As someone now running a business, I try to do what Professor Bell told me back then. Most of the time, it works – or, at least, I pretend it does!
However, as an avid football fan, I still look across at that sector and wonder if it is also just like any other business, or whether it is “different”.
Are the Dons in need of a strong and consistent strategy?
The last week has made me dwell on this. As a Dons fan, it’s been hard to be dispassionate when we are getting beaten 5 and 6-0. However, I still believe long-term thinking and good business practices are important.
Having a strong and consistent strategy is your starting point, and that should be supported with what all other successful businesses have.
Once the org chart is clear, then you’d set about putting competent people in post in each of those roles
In no particular order, I believe these things are as follows. The first after a strategy is a sound structure. I’d suggest, in a football club, at its simplest level, you have the football side of things and the operations – commercial, health and safety, sales, HR, and so on.
Once the org chart is clear, then you’d set about putting competent people in post in each of those roles. Competency in our world is defined by training, certifications and demonstrable experience.
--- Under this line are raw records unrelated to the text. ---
//! Defines a `ConditionalInferenceEngine` that uses exact inference by variable elimination to
//! answer conditional inference queries.
//!
//! Implementation of Koller & Friedman Algorithm 9.1 - Sum-Product-VE

use crate::evidence::Evidence;
use crate::factor::Factor;
use crate::model::{BayesianNetwork, Validation};
use crate::util::{PluviaError, Result};
use crate::variable::Variable;
use super::{ConditionalInferenceEngine, EliminationOrder, MapInferenceEngine, QueryResult};

use indexmap::IndexMap;
use itertools::Itertools;
use tracing::{debug, instrument, trace};


/// Exact inference over a validated `BayesianNetwork`.
///
/// The engine borrows the network, so the network cannot change while the engine exists. Queries
/// take `&self` and share no state, so one engine may serve several threads at once.
#[derive(Debug)]
pub struct VariableElimination<'a> {

    /// The network whose CPDs form the initial 'bag of factors'
    model: &'a BayesianNetwork,

    /// How hidden variables are ordered for elimination
    order: EliminationOrder

}


/// A query with its names resolved and the evidence applied
struct Prepared {
    query: Vec<Variable>,
    factors: Vec<Factor>,
    hidden: Vec<Variable>
}


impl<'a> VariableElimination<'a> {

    /// Build an engine for `model`, using the default `EliminationOrder`.
    ///
    /// # Errors
    /// * `PluviaError::InvalidModel` with every violation if `model` does not validate
    pub fn new(model: &'a BayesianNetwork) -> Result<Self> {
        if let Validation::Invalid(violations) = model.validate() {
            return Err(PluviaError::InvalidModel(violations));
        }

        debug!(variables = model.num_variables(), "built variable elimination engine");
        Ok(VariableElimination { model, order: EliminationOrder::default() })
    }


    /// Use `order` to pick the elimination order of later queries
    pub fn with_order(mut self, order: EliminationOrder) -> Self {
        self.order = order;
        self
    }


    pub fn order(&self) -> &EliminationOrder {
        &self.order
    }


    /// Compute the posterior ```P(variables | evidence)```.
    ///
    /// # Args
    /// * `variables`: names of the query variables; the result has its axes in this order
    /// * `evidence`: the observed states
    ///
    /// # Returns
    /// the normalized joint distribution of `variables`. With no query variables, the result is
    /// the scalar 1.
    ///
    /// # Errors
    /// * `PluviaError::UnknownVariable` / `PluviaError::InvalidState` for bad names
    /// * `PluviaError::DuplicateVariable` if a query variable is repeated
    /// * `PluviaError::QueryEvidenceOverlap` if a query variable is also observed
    /// * `PluviaError::IncompleteEliminationOrder` if a custom order leaves out hidden variables
    /// * `PluviaError::DegenerateDistribution` if the evidence has probability zero
    #[instrument(level = "debug", skip(self, evidence), fields(observed = evidence.len()))]
    pub fn query(&self, variables: &[&str], evidence: &Evidence) -> Result<QueryResult> {
        let prepared = self.prepare(variables, evidence)?;

        let phi_star = self.eliminate(prepared.factors, &prepared.hidden)?;

        // now we have an unnormalized distribution, over the query variables in some order. The
        // partition function turns it into the conditional probability.
        let phi = phi_star.permute(&prepared.query)?.normalize()?;

        let states = prepared.query.iter()
                                   .map(|v| self.model.states(v).map(|s| s.to_vec()).unwrap_or_default())
                                   .collect();
        let names = variables.iter().map(|&v| String::from(v)).collect();

        debug!(entries = phi.len(), "answered query");
        Ok(QueryResult::new(names, states, phi))
    }


    /// Compute the posterior marginal of each query variable separately.
    ///
    /// # Errors
    /// Same as `query`
    pub fn query_marginals(&self, variables: &[&str], evidence: &Evidence) -> Result<IndexMap<String, QueryResult>> {
        // check the whole request up front, so duplicates are caught
        self.prepare(variables, evidence)?;

        variables.iter()
                 .map(|&v| self.query(&[v], evidence).map(|r| (String::from(v), r)))
                 .collect()
    }


    /// Compute the most probable joint assignment ```argmax_y P(Y = y | evidence)``` of the query
    /// variables. Ties go to the assignment that comes first in row-major order.
    ///
    /// # Errors
    /// Same as `query`
    pub fn map_query(&self, variables: &[&str], evidence: &Evidence) -> Result<IndexMap<String, String>> {
        let result = self.query(variables, evidence)?;

        let map = match result.argmax() {
            Some((labels, _)) => variables.iter()
                                          .zip(labels)
                                          .map(|(&v, s)| (String::from(v), String::from(s)))
                                          .collect(),
            None => IndexMap::new()
        };

        Ok(map)
    }


    /// Compute ```P(evidence)```, summing every other variable out. The empty evidence has
    /// probability 1.
    ///
    /// # Errors
    /// * `PluviaError::UnknownVariable` / `PluviaError::InvalidState` for bad names
    pub fn probability_of_evidence(&self, evidence: &Evidence) -> Result<f64> {
        let prepared = self.prepare(&[], evidence)?;
        let phi = self.eliminate(prepared.factors, &prepared.hidden)?;

        Ok(phi.total())
    }


    /// The names of the variables `query` would eliminate, in the order it would eliminate them.
    ///
    /// # Errors
    /// Same as `query`, except `PluviaError::DegenerateDistribution`
    pub fn elimination_order(&self, variables: &[&str], evidence: &Evidence) -> Result<Vec<String>> {
        let prepared = self.prepare(variables, evidence)?;
        let order = self.order.order(self.model, &prepared.factors, &prepared.hidden)?;

        Ok(order.iter()
                .filter_map(|v| self.model.lookup_name(v))
                .map(String::from)
                .collect())
    }


    /// Resolve the query, reduce every CPD by the evidence and find the hidden variables
    fn prepare(&self, variables: &[&str], evidence: &Evidence) -> Result<Prepared> {
        let query = variables.iter()
                             .map(|v| self.model.resolve(v))
                             .collect::<Result<Vec<Variable>>>()?;

        if let Some(dup) = variables.iter().duplicates().next() {
            return Err(PluviaError::DuplicateVariable(dup.to_string()));
        }

        let assn = self.model.assignment(evidence)?;

        if let Some(name) = query.iter()
                                 .zip(variables)
                                 .find(|(v, _)| assn.contains(v))
                                 .map(|(_, &name)| name) {
            return Err(PluviaError::QueryEvidenceOverlap(String::from(name)));
        }

        // reduce the provided model with the evidence - these are the factors we will use for
        // variable elimination
        let factors = self.model.factors()
                                .iter()
                                .map(|f| f.reduce(&assn))
                                .collect::<Result<Vec<Factor>>>()?;

        let hidden = self.model.handles()
                               .into_iter()
                               .filter(|v| !query.contains(v) && !assn.contains(v))
                               .collect();

        Ok(Prepared { query, factors, hidden })
    }


    /// Sum the `hidden` variables out of the product of `factors`
    fn eliminate(&self, factors: Vec<Factor>, hidden: &[Variable]) -> Result<Factor> {
        let order = self.order.order(self.model, &factors, hidden)?;

        let mut phis = factors;
        for &var in order.iter() {
            // time to get rid of var
            let (phi_1prime, phi_2prime): (Vec<Factor>, Vec<Factor>) = phis
                                           .into_iter()
                                           .partition(|f| f.contains(&var));

            let count = phi_1prime.len();

            // product step - multiply factors with var
            let psi = phi_1prime.iter()
                                .try_fold(Factor::identity(), |acc, phi| acc.product(phi))?;

            // sum step - marginalize psi over var
            let tau = psi.marginalize(var)?;

            trace!(
                variable = self.model.lookup_name(&var).unwrap_or_default(),
                factors = count,
                scope = tau.scope().len(),
                "eliminated variable"
            );

            phis = phi_2prime;
            phis.push(tau);
        }

        // multiply together remaining phis
        phis.iter().try_fold(Factor::identity(), |acc, phi| acc.product(phi))
    }

}


impl<'a> ConditionalInferenceEngine for VariableElimination<'a> {

    fn infer(&self, variables: &[&str], evidence: &Evidence) -> Result<QueryResult> {
        self.query(variables, evidence)
    }

}


impl<'a> MapInferenceEngine for VariableElimination<'a> {

    fn infer_map(&self, variables: &[&str], evidence: &Evidence) -> Result<IndexMap<String, String>> {
        self.map_query(variables, evidence)
    }

}
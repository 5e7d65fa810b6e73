//! Defines the `BayesianNetwork`, a directed graphical model representing the factorization of a
//! probability distribution P, and the `Validation` it reports about itself.

pub mod directed;
pub mod validation;

pub use self::directed::BayesianNetwork;
pub use self::validation::{Validation, Violation};
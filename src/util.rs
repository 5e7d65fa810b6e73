//! Defines the `Error` type for the pluvia library

use crate::model::validation::Violation;

use itertools::Itertools;
use thiserror::Error;

use std::result;

pub type Result<T> = result::Result<T, PluviaError>;

/// Tolerance used when checking that a conditional distribution sums to one.
pub const TOLERANCE: f64 = 1e-6;

#[derive(Clone, Debug, PartialEq, Error)]
pub enum PluviaError {

    /// Adding the edge ```parent -> child``` would introduce a directed cycle
    #[error("Adding the edge {parent} -> {child} would create a cycle")]
    CycleDetected { parent: String, child: String },

    /// The shape of a CPT disagrees with the declared parents or cardinalities
    #[error("CPT does not match the network: {0}")]
    SchemaMismatch(String),

    /// A query was attempted against a network that failed validation
    #[error("The network is not a valid model: {}", .0.iter().join("; "))]
    InvalidModel(Vec<Violation>),

    /// A name that was never declared in the network
    #[error("Unknown variable '{0}'")]
    UnknownVariable(String),

    /// A state that is not among the declared states of the variable
    #[error("'{state}' is not a state of variable '{variable}'")]
    InvalidState { variable: String, state: String },

    /// Two factors disagree on the cardinality of a shared variable, or a table does not have the
    /// shape of its scope
    #[error("Dimension mismatch: expected {expected:?}, found {found:?}")]
    DimensionMismatch { expected: Vec<usize>, found: Vec<usize> },

    /// Normalizing a factor whose entries sum to zero, e.g. evidence with zero probability
    #[error("Cannot normalize a distribution with zero total mass")]
    DegenerateDistribution,

    /// Represents a variable that was present multiple times in a situation where it should only
    /// have been present once
    #[error("Variable '{0}' was given more than once")]
    DuplicateVariable(String),

    /// A state label declared twice for the same variable
    #[error("State '{state}' is declared twice for variable '{variable}'")]
    DuplicateState { variable: String, state: String },

    /// A variable declared without any states
    #[error("Variable '{0}' must have at least one state")]
    EmptyDomain(String),

    /// A query variable that is also observed in the evidence
    #[error("Variable '{0}' is both queried and observed")]
    QueryEvidenceOverlap(String),

    /// Represents an incomplete assignment where a complete assignment was required.
    #[error("Missing assignments to the required variables")]
    IncompleteAssignment,

    /// An explicit elimination order that leaves out some of the variables to eliminate
    #[error("Elimination order does not mention: {}", .0.join(", "))]
    IncompleteEliminationOrder(Vec<String>),

    /// Represents an error where a certain constraint on a scope was not satisfied
    #[error("Provided scope did not satisfy constraints: {0}")]
    InvalidScope(String),

    /// Factor tables hold non-negative, finite values only
    #[error("Encountered a negative or non-finite value")]
    NegativeValue,

    /// A table declared as a CPD that does not sum to one for some parent assignment
    #[error("Not a conditional distribution: {0}")]
    NotNormalized(String),

    /// Represents an attempt to initialize a variable with an incompatible `Initialization`
    #[error("An invalid initialization was provided: {0}")]
    InvalidInitialization(String),

}
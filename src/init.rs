//! Module containing initialization routines for the parameters of a model.

use crate::factor::{Factor, Table};
use crate::util::{PluviaError, Result};
use crate::variable::Variable;

use ndarray::prelude as nd;
use ndarray_rand::rand_distr::Uniform;
use ndarray_rand::RandomExt;
use rand::rngs::StdRng;
use rand::SeedableRng;

/// Defines possible ways to initialize a `Variable`s CPD.
#[derive(Clone, Debug, PartialEq)]
pub enum Initialization<'a> {
    /// A uniform distribution over all possibilities
    Uniform,

    /// Randomly initialize the weights of the CPD.
    Random,

    /// Randomly initialize the weights of the CPD from a seeded generator, so the same seed always
    /// yields the same table.
    Seeded(u64),

    /// Initialize the CPD as a Binomial distribution with parameter ```p```, the probability of
    /// the *first* state. Note that this `Initialization` is valid only to a binary `Variable`
    /// with no parents.
    Binomial(f64),

    /// Initialize the CPD as a Multinomial distribution with parameters ```p_0, p_1...```.
    /// Note that this `Initialization` is valid only to a `Variable` with no parents.
    Multinomial(&'a [f64]),
}


impl<'a> Initialization<'a> {

    /// Construct a CPD, initialized based on ```self```
    ///
    /// # Args
    /// * `var`: the `Variable` the distribution is over
    /// * `parents`: the conditioning `Variable`s
    ///
    /// # Returns
    /// a `Factor` over ```parents ++ [var]```, initialized according to ```self```.
    ///
    /// # Errors
    /// * `PluviaError::InvalidInitialization` if ```self``` cannot describe a CPD of that shape
    pub fn build_cpd(&self, var: Variable, parents: &[Variable]) -> Result<Factor> {
        ///////////////////////////////////////////////////////////////////////////////
        // Check for errors
        match *self {
            Initialization::Binomial(_) | Initialization::Multinomial(_) if !parents.is_empty() => {
                return Err(PluviaError::InvalidInitialization(
                    String::from("binomial and multinomial CPDs cannot have parents")
                ));
            },

            // A binomial distribution on a non-binary variable
            Initialization::Binomial(_) if var.cardinality() != 2 => {
                return Err(PluviaError::InvalidInitialization(
                    format!("a binomial CPD needs 2 states, {} has {}", var, var.cardinality())
                ));
            },

            Initialization::Binomial(p) if !(0.0..=1.0).contains(&p) => {
                return Err(PluviaError::InvalidInitialization(
                    format!("{} is not a probability", p)
                ));
            },

            // A multinomial distribution with an incorrect number of parameters
            Initialization::Multinomial(ps) if ps.len() != var.cardinality() => {
                return Err(PluviaError::InvalidInitialization(
                    format!("{} needs {} parameters, got {}", var, var.cardinality(), ps.len())
                ));
            },

            _ => ()
        }

        ///////////////////////////////////////////////////////////////////////////////
        // now, build CPD
        let mut shape: Vec<usize> = parents.iter().map(|v| v.cardinality()).collect();
        shape.push(var.cardinality());

        let tbl: Table = match *self {
            Initialization::Uniform => {
                // normalizing constant is just the number of states
                let val = 1. / (var.cardinality() as f64);
                Table::from_elem(shape, val)
            },
            Initialization::Random => {
                normalize_last_axis(Table::random(shape, Uniform::new(1.0, 100.0)))
            },
            Initialization::Seeded(seed) => {
                let mut rng = StdRng::seed_from_u64(seed);
                normalize_last_axis(Table::random_using(shape, Uniform::new(1.0, 100.0), &mut rng))
            },
            Initialization::Binomial(p) => {
                nd::arr1(&[p, 1.0 - p]).into_dyn()
            },
            Initialization::Multinomial(ps) => {
                nd::Array1::from(ps.to_vec()).into_dyn()
            }
        };

        Factor::cpd(var, parents.to_vec(), tbl)
    }

}


/// Scale a table so that every lane along its last axis sums to one
fn normalize_last_axis(mut tbl: Table) -> Table {
    let ax = nd::Axis(tbl.ndim() - 1);
    for mut lane in tbl.lanes_mut(ax) {
        let z = lane.sum();
        lane.mapv_inplace(|v| v / z);
    }
    tbl
}
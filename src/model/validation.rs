//! The outcome of checking a `BayesianNetwork` for structural and probabilistic consistency.

use itertools::Itertools;

use std::fmt;

/// A single reason why a `BayesianNetwork` is not a valid model.
#[derive(Clone, Debug, PartialEq)]
pub enum Violation {

    /// The variable has no CPT attached
    MissingCpt(String),

    /// The CPT of `variable` is over `found`, but the variable and its parents are `expected`.
    /// This happens when edges are added after the CPT was attached.
    ScopeMismatch { variable: String, expected: Vec<String>, found: Vec<String> },

    /// For the parent assignment `parents`, the CPT of `variable` sums to `sum` instead of one
    NotNormalized { variable: String, parents: Vec<(String, String)>, sum: f64 },

    /// The variables involved in a directed cycle
    Cycle(Vec<String>),

}

impl fmt::Display for Violation {

    fn fmt(&self, f: &mut fmt::Formatter) -> fmt::Result {
        match self {
            Violation::MissingCpt(v) => write!(f, "no CPT for '{}'", v),
            Violation::ScopeMismatch { variable, expected, found } => write!(
                f, "CPT of '{}' is over [{}], expected [{}]",
                variable, found.join(", "), expected.join(", ")
            ),
            Violation::NotNormalized { variable, parents, sum } if parents.is_empty() => {
                write!(f, "CPT of '{}' sums to {}", variable, sum)
            },
            Violation::NotNormalized { variable, parents, sum } => write!(
                f, "CPT of '{}' sums to {} given {}",
                variable, sum, parents.iter().map(|(p, s)| format!("{}={}", p, s)).join(", ")
            ),
            Violation::Cycle(vars) => write!(f, "cycle through {}", vars.join(", ")),
        }
    }

}


/// Result of `BayesianNetwork::validate`.
#[derive(Clone, Debug, PartialEq)]
pub enum Validation {
    Valid,
    Invalid(Vec<Violation>),
}

impl Validation {

    /// Build a `Validation` from the collected violations
    pub fn from_violations(violations: Vec<Violation>) -> Self {
        if violations.is_empty() {
            Validation::Valid
        } else {
            Validation::Invalid(violations)
        }
    }

    pub fn is_valid(&self) -> bool {
        matches!(self, Validation::Valid)
    }

    /// The violations found, empty if the network is valid
    pub fn violations(&self) -> &[Violation] {
        match self {
            Validation::Valid => &[],
            Validation::Invalid(v) => v,
        }
    }

}


#[cfg(test)]
mod tests {
    use super::*;

    #[test]
    fn from_violations() {
        assert!(Validation::from_violations(vec![]).is_valid());

        let v = Validation::from_violations(vec![Violation::MissingCpt("A".into())]);
        assert!(!v.is_valid());
        assert_eq!(1, v.violations().len());
    }

    #[test]
    fn display() {
        let v = Violation::NotNormalized {
            variable: "B".into(),
            parents: vec![("A".into(), "Si".into())],
            sum: 0.5
        };
        assert_eq!("CPT of 'B' sums to 0.5 given A=Si", v.to_string());

        let v = Violation::ScopeMismatch {
            variable: "B".into(),
            expected: vec!["A".into(), "C".into(), "B".into()],
            found: vec!["A".into(), "B".into()]
        };
        assert_eq!("CPT of 'B' is over [A, B], expected [A, C, B]", v.to_string());
    }

}
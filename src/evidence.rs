//! Defines `Evidence`, an observed partial assignment expressed with variable names and state
//! labels.

use indexmap::IndexMap;

use std::iter::FromIterator;

/// A partial assignment ```variable name -> state label```, kept in insertion order.
#[derive(Clone, Debug, Default, PartialEq)]
pub struct Evidence {
    observations: IndexMap<String, String>
}

impl Evidence {

    /// No observations
    pub fn new() -> Self {
        Evidence { observations: IndexMap::new() }
    }

    /// Builder style `insert`
    pub fn observe(mut self, variable: &str, state: &str) -> Self {
        self.insert(variable, state);
        self
    }

    /// Record that `variable` was observed in `state`, replacing any previous observation of it
    pub fn insert(&mut self, variable: &str, state: &str) {
        self.observations.insert(String::from(variable), String::from(state));
    }

    pub fn get(&self, variable: &str) -> Option<&str> {
        self.observations.get(variable).map(|s| s.as_str())
    }

    pub fn contains(&self, variable: &str) -> bool {
        self.observations.contains_key(variable)
    }

    pub fn iter(&self) -> impl Iterator<Item = (&str, &str)> {
        self.observations.iter().map(|(v, s)| (v.as_str(), s.as_str()))
    }

    pub fn len(&self) -> usize {
        self.observations.len()
    }

    pub fn is_empty(&self) -> bool {
        self.observations.is_empty()
    }

}

impl<K: Into<String>, V: Into<String>> FromIterator<(K, V)> for Evidence {

    fn from_iter<I: IntoIterator<Item = (K, V)>>(iter: I) -> Self {
        Evidence {
            observations: iter.into_iter().map(|(k, v)| (k.into(), v.into())).collect()
        }
    }

}
//! Defines `QueryResult`, the normalized distribution answering a query, addressable by variable
//! names and state labels.

use crate::factor::{Factor, Table};
use crate::util::{PluviaError, Result};
use crate::variable::Variable;

use itertools::Itertools;
use ndarray::IxDyn;

use std::fmt;


/// The normalized distribution over the query variables, in the order they were requested.
#[derive(Clone, Debug, PartialEq)]
pub struct QueryResult {

    /// Names of the query variables, in axis order
    variables: Vec<String>,

    /// State labels of each query variable
    states: Vec<Vec<String>>,

    /// The distribution itself, with one axis per query variable
    factor: Factor

}


impl QueryResult {

    pub(crate) fn new(variables: Vec<String>, states: Vec<Vec<String>>, factor: Factor) -> Self {
        QueryResult { variables, states, factor }
    }


    /// Names of the query variables, in the order they were requested
    pub fn variables(&self) -> &[String] {
        &self.variables
    }


    /// State labels of the query variable `name`
    pub fn states(&self, name: &str) -> Option<&[String]> {
        self.position(name).map(|i| self.states[i].as_slice())
    }


    /// The probabilities in row-major order: the last query variable changes fastest and states
    /// follow their declaration order. A query over no variables has the single value 1.
    pub fn values(&self) -> Vec<f64> {
        self.factor.table().iter().cloned().collect()
    }


    pub fn table(&self) -> &Table {
        self.factor.table()
    }


    pub fn factor(&self) -> &Factor {
        &self.factor
    }


    /// The probability of a full assignment of the query variables, given as
    /// ```(variable, state)``` pairs in any order.
    ///
    /// # Errors
    /// * `PluviaError::UnknownVariable` if a name is not a query variable
    /// * `PluviaError::InvalidState` if a label is not a state of its variable
    /// * `PluviaError::IncompleteAssignment` if a query variable is not assigned
    /// * `PluviaError::DuplicateVariable` if a variable is assigned twice
    pub fn probability_of(&self, assignment: &[(&str, &str)]) -> Result<f64> {
        let mut idx: Vec<Option<usize>> = vec![None; self.variables.len()];

        for &(name, state) in assignment {
            let i = self.position(name)
                        .ok_or_else(|| PluviaError::UnknownVariable(String::from(name)))?;
            let s = self.states[i].iter()
                                  .position(|l| l == state)
                                  .ok_or_else(|| PluviaError::InvalidState {
                                      variable: String::from(name),
                                      state: String::from(state)
                                  })?;
            if idx[i].replace(s).is_some() {
                return Err(PluviaError::DuplicateVariable(String::from(name)));
            }
        }

        let idx = idx.into_iter()
                     .collect::<Option<Vec<usize>>>()
                     .ok_or(PluviaError::IncompleteAssignment)?;

        Ok(self.factor.table()[IxDyn(&idx)])
    }


    /// Iterate over every assignment of the query variables (as state labels) with its
    /// probability, in row-major order
    pub fn iter(&self) -> impl Iterator<Item = (Vec<&str>, f64)> + '_ {
        self.factor.table().indexed_iter().map(move |(idx, &p)| {
            let labels = (0..self.variables.len()).map(|i| self.states[i][idx[i]].as_str())
                                                  .collect();
            (labels, p)
        })
    }


    /// The most probable assignment and its probability. Ties go to the assignment that comes
    /// first in row-major order.
    pub fn argmax(&self) -> Option<(Vec<&str>, f64)> {
        self.iter().fold(None, |best, (labels, p)| match best {
            Some((_, q)) if p <= q => best,
            _ => Some((labels, p))
        })
    }


    /// The marginal distribution of the query variable `name`.
    ///
    /// # Errors
    /// * `PluviaError::UnknownVariable` if `name` is not a query variable
    pub fn marginal(&self, name: &str) -> Result<QueryResult> {
        let i = self.position(name)
                    .ok_or_else(|| PluviaError::UnknownVariable(String::from(name)))?;
        let keep: Variable = self.factor.scope()[i];

        let mut factor = self.factor.clone();
        for v in self.factor.scope().iter().filter(|&&v| v != keep) {
            factor = factor.marginalize(*v)?;
        }

        Ok(QueryResult {
            variables: vec![self.variables[i].clone()],
            states: vec![self.states[i].clone()],
            factor
        })
    }


    fn position(&self, name: &str) -> Option<usize> {
        self.variables.iter().position(|v| v == name)
    }

}


/// Renders the distribution as a grid, one row per assignment:
///
/// ```text
/// +------------------+-------------------+
/// | CespedMojado     | phi(CespedMojado) |
/// +==================+===================+
/// | CespedMojado(No) |            0.6900 |
/// +------------------+-------------------+
/// | CespedMojado(Si) |            0.3100 |
/// +------------------+-------------------+
/// ```
impl fmt::Display for QueryResult {

    fn fmt(&self, f: &mut fmt::Formatter) -> fmt::Result {
        let mut header: Vec<String> = self.variables.clone();
        header.push(format!("phi({})", self.variables.join(",")));

        let rows: Vec<Vec<String>> = self.iter().map(|(labels, p)| {
            let mut row: Vec<String> = self.variables.iter()
                                                     .zip(labels)
                                                     .map(|(v, s)| format!("{}({})", v, s))
                                                     .collect();
            row.push(format!("{:.4}", p));
            row
        }).collect();

        let widths: Vec<usize> = (0..header.len()).map(|c| {
            rows.iter().map(|r| r[c].len()).chain(Some(header[c].len())).max().unwrap_or(0)
        }).collect();

        let rule = |fill: char| {
            format!("+{}+", widths.iter().map(|&w| fill.to_string().repeat(w + 2)).join("+"))
        };

        // labels to the left, probabilities to the right
        let line = |cells: &[String]| {
            let last = cells.len() - 1;
            let inner = cells.iter().enumerate().map(|(c, cell)| {
                if c == last {
                    format!(" {:>w$} ", cell, w = widths[c])
                } else {
                    format!(" {:<w$} ", cell, w = widths[c])
                }
            }).join("|");
            format!("|{}|", inner)
        };

        writeln!(f, "{}", rule('-'))?;
        writeln!(f, "{}", line(header.as_slice()))?;
        write!(f, "{}", rule('='))?;
        for row in rows.iter() {
            writeln!(f)?;
            writeln!(f, "{}", line(row.as_slice()))?;
            write!(f, "{}", rule('-'))?;
        }

        Ok(())
    }

}
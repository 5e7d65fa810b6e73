//! Defines the interface to inference engines

use crate::evidence::Evidence;
use crate::util::Result;

use indexmap::IndexMap;

mod ordering;
mod result;
mod variable_elimination;

pub use self::ordering::EliminationOrder;
pub use self::result::QueryResult;
pub use self::variable_elimination::VariableElimination;


/// A `ConditionalInferenceEngine` is capable of answering Conditional Probability Queries of the form:
///     ```P(Y | E = e)```
///
/// Engines are read-only: the evidence `e` is given with each query.
pub trait ConditionalInferenceEngine {

    /// Infer the joint distribution ```P(variables | evidence)```
    fn infer(&self, variables: &[&str], evidence: &Evidence) -> Result<QueryResult>;

}


/// A `MapInferenceEngine` is capable of answering Maximum a posteriori queries:
///     ```MAP(Y | E = e) = argmax_y P(Y = y | E = e)```
pub trait MapInferenceEngine {

    /// Infer the most probable assignment `Y = y` given the evidence, as state labels by name
    fn infer_map(&self, variables: &[&str], evidence: &Evidence) -> Result<IndexMap<String, String>>;

}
Freedom and support in the right measures
Like any person running a business, the trick is then to give freedom and support in the right measures to let your team succeed. The freedom allows a safe space to perform, and accepts mistakes if new things or innovations are being tried.
The support comes where people are struggling, whether less competent than you thought, or in need of development or even new team members to help. No one comes to work to do a bad job, in my view, but sometimes people do need to be helped to perform.
The support for a team member in a business or a football club comes from above and below. In business, the term “psychological safety” is often used. The best companies have cultures where people are “safe” to talk, and their views are listened to, considered and acted on. This safety exists across all levels of an organisation, and gives the ability to create a supportive place to operate.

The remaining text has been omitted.